*Exercise goal*.
For this exercise, transcribe all of the records exactly as given.

[Supplied material — start]

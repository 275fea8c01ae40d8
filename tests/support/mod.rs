#![allow(dead_code)]

use anyhow::{Context, Result};
use std::fs;
use std::path::PathBuf;

pub fn fixture_path(name: &str) -> PathBuf {
    PathBuf::from(env!("CARGO_MANIFEST_DIR"))
        .join("tests/fixtures")
        .join(name)
}

pub fn read_fixture(name: &str) -> Result<Vec<u8>> {
    let path = fixture_path(name);
    fs::read(&path).with_context(|| format!("reading fixture {}", path.display()))
}

pub fn hypercat_binary() -> PathBuf {
    PathBuf::from(env!("CARGO_BIN_EXE_hypercat"))
}

// Relation list fragment with the mandatory catalogue relations in place.
pub fn catalogue_relations(description: &str) -> String {
    format!(
        r#"[{{"rel":"urn:X-hypercat:rels:hasDescription:en","val":"{description}"}},{{"rel":"urn:X-hypercat:rels:isContentType","val":"application/vnd.hypercat.catalogue+json"}}]"#
    )
}
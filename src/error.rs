use crate::constants::{CONTENT_TYPE_REL, DESCRIPTION_REL};
use thiserror::Error;

/// Validation and decode failures.
///
/// None of these are transient; retrying the same input yields the same error.
#[derive(Debug, Error)]
pub enum Error {
    #[error("an item with href \"{href}\" already exists within the catalogue")]
    DuplicateHref { href: String },

    #[error("an item with href \"{href}\" does not exist within the catalogue")]
    HrefNotFound { href: String },

    #[error("\"{rel}\" is a mandatory metadata relation", rel = DESCRIPTION_REL)]
    MissingDescription,

    #[error("\"{rel}\" is a mandatory metadata relation", rel = CONTENT_TYPE_REL)]
    MissingContentType,

    #[error("\"href\" is a mandatory attribute")]
    MissingHref,

    #[error("unknown format revision '{value}', expected one of 1.1, 2.0, 3.0")]
    UnknownRevision { value: String },

    #[error("malformed input: {0}")]
    MalformedInput(#[from] serde_json::Error),
}

pub type Result<T> = std::result::Result<T, Error>;
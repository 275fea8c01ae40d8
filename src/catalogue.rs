//! The top-level HyperCat document.

use crate::codec::Codec;
use crate::constants::HYPERCAT_MEDIA_TYPE;
use crate::error::{Error, Result};
use crate::item::Item;
use crate::metadata::Metadata;
use serde::{Deserialize, Deserializer, Serialize, Serializer};

/// An ordered collection of items plus catalogue-level metadata.
///
/// Item hrefs are unique. `items` is private so the only way in is through
/// [`Catalogue::add_item`] and [`Catalogue::replace_item`], both of which
/// either apply fully or leave the catalogue untouched.
#[derive(Clone, Debug, Default, PartialEq, Eq)]
pub struct Catalogue {
    items: Vec<Item>,
    pub description: String,
    pub content_type: Option<String>,
    pub metadata: Metadata,
}

impl Catalogue {
    /// Empty catalogue with the default HyperCat content type.
    pub fn new(description: impl Into<String>) -> Self {
        Self {
            items: Vec::new(),
            description: description.into(),
            content_type: Some(HYPERCAT_MEDIA_TYPE.to_string()),
            metadata: Metadata::new(),
        }
    }

    /// Build a catalogue from already-validated parts, rejecting duplicate hrefs.
    pub(crate) fn from_parts(
        description: String,
        content_type: Option<String>,
        metadata: Metadata,
        items: Vec<Item>,
    ) -> Result<Self> {
        let mut catalogue = Self {
            items: Vec::with_capacity(items.len()),
            description,
            content_type,
            metadata,
        };
        for item in items {
            catalogue.add_item(item)?;
        }
        Ok(catalogue)
    }

    /// Append a catalogue-level relation. Repeated keys are permitted, e.g.
    /// several `containsContentType` relations.
    pub fn add_rel(&mut self, rel: impl Into<String>, val: impl Into<String>) {
        self.metadata.append(rel, val);
    }

    pub fn replace_rel(&mut self, rel: &str, val: &str) {
        self.metadata.replace(rel, val);
    }

    pub fn add_item(&mut self, item: Item) -> Result<()> {
        if self.position(&item.href).is_some() {
            return Err(Error::DuplicateHref { href: item.href });
        }
        self.items.push(item);
        Ok(())
    }

    /// Overwrite the item sharing `item.href`, keeping its position.
    ///
    /// Not an upsert: an unknown href is an error.
    pub fn replace_item(&mut self, item: Item) -> Result<()> {
        match self.position(&item.href) {
            Some(index) => {
                self.items[index] = item;
                Ok(())
            }
            None => Err(Error::HrefNotFound { href: item.href }),
        }
    }

    pub fn items(&self) -> &[Item] {
        &self.items
    }

    pub fn item(&self, href: &str) -> Option<&Item> {
        self.items.iter().find(|item| item.href == href)
    }

    pub fn len(&self) -> usize {
        self.items.len()
    }

    pub fn is_empty(&self) -> bool {
        self.items.is_empty()
    }

    pub fn rels(&self) -> Vec<&str> {
        self.metadata.rels()
    }

    pub fn vals(&self, rel: &str) -> Vec<&str> {
        self.metadata.vals(rel)
    }

    fn position(&self, href: &str) -> Option<usize> {
        self.items.iter().position(|item| item.href == href)
    }
}

impl Serialize for Catalogue {
    fn serialize<S: Serializer>(&self, serializer: S) -> std::result::Result<S::Ok, S::Error> {
        Codec::default().catalogue_view(self).serialize(serializer)
    }
}

impl<'de> Deserialize<'de> for Catalogue {
    fn deserialize<D: Deserializer<'de>>(deserializer: D) -> std::result::Result<Self, D::Error> {
        let value = serde_json::Value::deserialize(deserializer)?;
        Codec::default()
            .decode_catalogue(value)
            .map_err(serde::de::Error::custom)
    }
}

[Supplied material — finish]

*Response area*.
repository 275fea8c01ae40d8
filename tests/support/mod.rs
#![allow(dead_code)]

use anyhow::{Context, Result};
use std::fs;
use std::path::PathBuf;

pub fn fixture_path(name: &str) -> PathBuf {
    PathBuf::from(env!("CARGO_MANIFEST_DIR"))
        .join("tests/fixtures")
        .join(name)
}

pub fn read_fixture(name: &str) -> Result<Vec<u8>> {
    let path = fixture_path(name);
    fs::read(&path).with_context(|| format!("reading fixture {}", path.display()))
}

pub fn hypercat_binary() -> PathBuf {
    PathBuf::from(env!("CARGO_BIN_EXE_hypercat"))
}

// Relation list fragment with the mandatory catalogue relations in place.
pub fn catalogue_relations(description: &str) -> String {
    format!(
        r#"[{{"rel":"urn:X-hypercat:rels:hasDescription:en","val":"{description}"}},{{"rel":"urn:X-hypercat:rels:isContentType","val":"application/vnd.hypercat.catalogue+json"}}]"#
    )
}
filename src/error.rs
use crate::constants::{CONTENT_TYPE_REL, DESCRIPTION_REL};
use thiserror::Error;

/// Validation and decode failures.
///
/// None of these are transient; retrying the same input yields the same error.
#[derive(Debug, Error)]
pub enum Error {
    #[error("an item with href \"{href}\" already exists within the catalogue")]
    DuplicateHref { href: String },

    #[error("an item with href \"{href}\" does not exist within the catalogue")]
    HrefNotFound { href: String },

    #[error("\"{rel}\" is a mandatory metadata relation", rel = DESCRIPTION_REL)]
    MissingDescription,

    #[error("\"{rel}\" is a mandatory metadata relation", rel = CONTENT_TYPE_REL)]
    MissingContentType,

    #[error("\"href\" is a mandatory attribute")]
    MissingHref,

    #[error("unknown format revision '{value}', expected one of 1.1, 2.0, 3.0")]
    UnknownRevision { value: String },

    #[error("malformed input: {0}")]
    MalformedInput(#[from] serde_json::Error),
}

pub type Result<T> = std::result::Result<T, Error>;
repository 275fea8c01ae40d8
filename src/catalogue.rs
//! The top-level HyperCat document.

use crate::codec::Codec;
use crate::constants::HYPERCAT_MEDIA_TYPE;
use crate::error::{Error, Result};
use crate::item::Item;
use crate::metadata::Metadata;
use serde::{Deserialize, Deserializer, Serialize, Serializer};

/// An ordered collection of items plus catalogue-level metadata.
///
/// Item hrefs are unique. `items` is private so the only way in is through
/// [`Catalogue::add_item`] and [`Catalogue::replace_item`], both of which
/// either apply fully or leave the catalogue untouched.
#[derive(Clone, Debug, Default, PartialEq, Eq)]
pub struct Catalogue {
    items: Vec<Item>,
    pub description: String,
    pub content_type: Option<String>,
    pub metadata: Metadata,
}

impl Catalogue {
    /// Empty catalogue with the default HyperCat content type.
    pub fn new(description: impl Into<String>) -> Self {
        Self {
            items: Vec::new(),
            description: description.into(),
            content_type: Some(HYPERCAT_MEDIA_TYPE.to_string()),
            metadata: Metadata::new(),
        }
    }

    /// Build a catalogue from already-validated parts, rejecting duplicate hrefs.
    pub(crate) fn from_parts(
        description: String,
        content_type: Option<String>,
        metadata: Metadata,
        items: Vec<Item>,
    ) -> Result<Self> {
        let mut catalogue = Self {
            items: Vec::with_capacity(items.len()),
            description,
            content_type,
            metadata,
        };
        for item in items {
            catalogue.add_item(item)?;
        }
        Ok(catalogue)
    }

    /// Append a catalogue-level relation. Repeated keys are permitted, e.g.
    /// several `containsContentType` relations.
    pub fn add_rel(&mut self, rel: impl Into<String>, val: impl Into<String>) {
        self.metadata.append(rel, val);
    }

    pub fn replace_rel(&mut self, rel: &str, val: &str) {
        self.metadata.replace(rel, val);
    }

    pub fn add_item(&mut self, item: Item) -> Result<()> {
        if self.position(&item.href).is_some() {
            return Err(Error::DuplicateHref { href: item.href });
        }
        self.items.push(item);
        Ok(())
    }

    /// Overwrite the item sharing `item.href`, keeping its position.
    ///
    /// Not an upsert: an unknown href is an error.
    pub fn replace_item(&mut self, item: Item) -> Result<()> {
        match self.position(&item.href) {
            Some(index) => {
                self.items[index] = item;
                Ok(())
            }
            None => Err(Error::HrefNotFound { href: item.href }),
        }
    }

    pub fn items(&self) -> &[Item] {
        &self.items
    }

    pub fn item(&self, href: &str) -> Option<&Item> {
        self.items.iter().find(|item| item.href == href)
    }

    pub fn len(&self) -> usize {
        self.items.len()
    }

    pub fn is_empty(&self) -> bool {
        self.items.is_empty()
    }

    pub fn rels(&self) -> Vec<&str> {
        self.metadata.rels()
    }

    pub fn vals(&self, rel: &str) -> Vec<&str> {
        self.metadata.vals(rel)
    }

    fn position(&self, href: &str) -> Option<usize> {
        self.items.iter().position(|item| item.href == href)
    }
}

impl Serialize for Catalogue {
    fn serialize<S: Serializer>(&self, serializer: S) -> std::result::Result<S::Ok, S::Error> {
        Codec::default().catalogue_view(self).serialize(serializer)
    }
}

impl<'de> Deserialize<'de> for Catalogue {
    fn deserialize<D: Deserializer<'de>>(deserializer: D) -> std::result::Result<Self, D::Error> {
        let value = serde_json::Value::deserialize(deserializer)?;
        Codec::default()
            .decode_catalogue(value)
            .map_err(serde::de::Error::custom)
    }
}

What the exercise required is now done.